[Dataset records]
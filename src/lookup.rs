//! Direct knowledge lookups without the reasoning engine.
//!
//! Used by `liftdx lookup` and `liftdx context`. Neither command needs an
//! API key, so they work with `[engine] provider = "disabled"`.

use anyhow::{Context, Result};
use std::sync::Arc;

use crate::config::Config;
use crate::context::ContextBuilder;
use crate::knowledge::KnowledgeBase;
use crate::loader;
use crate::models::{Category, GuideEntry, ImageRef, KnowledgeEntry};

/// Everything the knowledge base holds for one code.
#[derive(Debug, Clone)]
pub struct CodeLookup<'a> {
    pub code: String,
    pub entries: Vec<&'a KnowledgeEntry>,
    pub guides: Vec<&'a GuideEntry>,
    pub images: Vec<&'a ImageRef>,
}

impl CodeLookup<'_> {
    pub fn is_empty(&self) -> bool {
        self.entries.is_empty() && self.guides.is_empty() && self.images.is_empty()
    }
}

/// Exact lookup across all categories, plus guides and images that
/// reference the code.
pub fn lookup_code<'a>(kb: &'a KnowledgeBase, code: &str) -> CodeLookup<'a> {
    let entries = Category::ALL
        .into_iter()
        .flat_map(|c| kb.by_exact_code(c, code))
        .collect();
    CodeLookup {
        code: code.trim().to_string(),
        entries,
        guides: kb.search_guides(code.trim()),
        images: kb.search_images_by_error_code(code),
    }
}

pub fn run_lookup(config: &Config, code: &str) -> Result<()> {
    let kb = loader::load_from_config(&config.knowledge).context("Failed to load knowledge base")?;
    let found = lookup_code(&kb, code);

    if found.is_empty() {
        println!("No knowledge base entry for '{}'.", found.code);
        return Ok(());
    }

    for e in &found.entries {
        println!("{} [{}]", e.code, e.category);
        println!("  {}", e.description);
        if let Some(cause) = e.cause_solution() {
            println!("  Cause/Solution: {}", cause);
        }
        if let Some(section) = e.section() {
            println!("  Section: {}", section);
        }
        if let Some(page) = e.manual_page {
            println!("  Manual page: {}", page);
        }
        println!();
    }

    if !found.guides.is_empty() {
        println!("Diagnostic guides:");
        for g in &found.guides {
            println!("  - {} ({} steps)", g.title, g.diagnosis_steps.len());
            for (i, step) in g.diagnosis_steps.iter().enumerate() {
                println!("      {}. {}", i + 1, step);
            }
        }
        println!();
    }

    if !found.images.is_empty() {
        println!("Images:");
        for img in &found.images {
            match &img.caption {
                Some(caption) => println!("  - {} ({})", img.file, caption),
                None => println!("  - {}", img.file),
            }
        }
        println!();
    }

    Ok(())
}

/// Print the context block built for `query`, or the full knowledge
/// export when `full` is set.
pub fn run_context(config: &Config, query: Option<&str>, full: bool) -> Result<()> {
    let kb = loader::load_from_config(&config.knowledge).context("Failed to load knowledge base")?;

    if full {
        print!("{}", kb.export_for_ai_context());
        return Ok(());
    }

    let query = query.ok_or_else(|| anyhow::anyhow!("a query is required unless --full is set"))?;
    let block = ContextBuilder::new(Arc::new(kb), &config.context).build(query);
    print!("{}", block.text);
    if block.is_empty() {
        eprintln!("No knowledge base entries matched the query.");
    }
    Ok(())
}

[Assignment] Reproduce every single entry above exactly.

[Response below]
filename src/lookup.rs
//! Direct knowledge lookups without the reasoning engine.
//!
//! Used by `liftdx lookup` and `liftdx context`. Neither command needs an
//! API key, so they work with `[engine] provider = "disabled"`.

use anyhow::{Context, Result};
use std::sync::Arc;

use crate::config::Config;
use crate::context::ContextBuilder;
use crate::knowledge::KnowledgeBase;
use crate::loader;
use crate::models::{Category, GuideEntry, ImageRef, KnowledgeEntry};

/// Everything the knowledge base holds for one code.
#[derive(Debug, Clone)]
pub struct CodeLookup<'a> {
    pub code: String,
    pub entries: Vec<&'a KnowledgeEntry>,
    pub guides: Vec<&'a GuideEntry>,
    pub images: Vec<&'a ImageRef>,
}

impl CodeLookup<'_> {
    pub fn is_empty(&self) -> bool {
        self.entries.is_empty() && self.guides.is_empty() && self.images.is_empty()
    }
}

/// Exact lookup across all categories, plus guides and images that
/// reference the code.
pub fn lookup_code<'a>(kb: &'a KnowledgeBase, code: &str) -> CodeLookup<'a> {
    let entries = Category::ALL
        .into_iter()
        .flat_map(|c| kb.by_exact_code(c, code))
        .collect();
    CodeLookup {
        code: code.trim().to_string(),
        entries,
        guides: kb.search_guides(code.trim()),
        images: kb.search_images_by_error_code(code),
    }
}

pub fn run_lookup(config: &Config, code: &str) -> Result<()> {
    let kb = loader::load_from_config(&config.knowledge).context("Failed to load knowledge base")?;
    let found = lookup_code(&kb, code);

    if found.is_empty() {
        println!("No knowledge base entry for '{}'.", found.code);
        return Ok(());
    }

    for e in &found.entries {
        println!("{} [{}]", e.code, e.category);
        println!("  {}", e.description);
        if let Some(cause) = e.cause_solution() {
            println!("  Cause/Solution: {}", cause);
        }
        if let Some(section) = e.section() {
            println!("  Section: {}", section);
        }
        if let Some(page) = e.manual_page {
            println!("  Manual page: {}", page);
        }
        println!();
    }

    if !found.guides.is_empty() {
        println!("Diagnostic guides:");
        for g in &found.guides {
            println!("  - {} ({} steps)", g.title, g.diagnosis_steps.len());
            for (i, step) in g.diagnosis_steps.iter().enumerate() {
                println!("      {}. {}", i + 1, step);
            }
        }
        println!();
    }

    if !found.images.is_empty() {
        println!("Images:");
        for img in &found.images {
            match &img.caption {
                Some(caption) => println!("  - {} ({})", img.file, caption),
                None => println!("  - {}", img.file),
            }
        }
        println!();
    }

    Ok(())
}

/// Print the context block built for `query`, or the full knowledge
/// export when `full` is set.
pub fn run_context(config: &Config, query: Option<&str>, full: bool) -> Result<()> {
    let kb = loader::load_from_config(&config.knowledge).context("Failed to load knowledge base")?;

    if full {
        print!("{}", kb.export_for_ai_context());
        return Ok(());
    }

    let query = query.ok_or_else(|| anyhow::anyhow!("a query is required unless --full is set"))?;
    let block = ContextBuilder::new(Arc::new(kb), &config.context).build(query);
    print!("{}", block.text);
    if block.is_empty() {
        eprintln!("No knowledge base entries matched the query.");
    }
    Ok(())
}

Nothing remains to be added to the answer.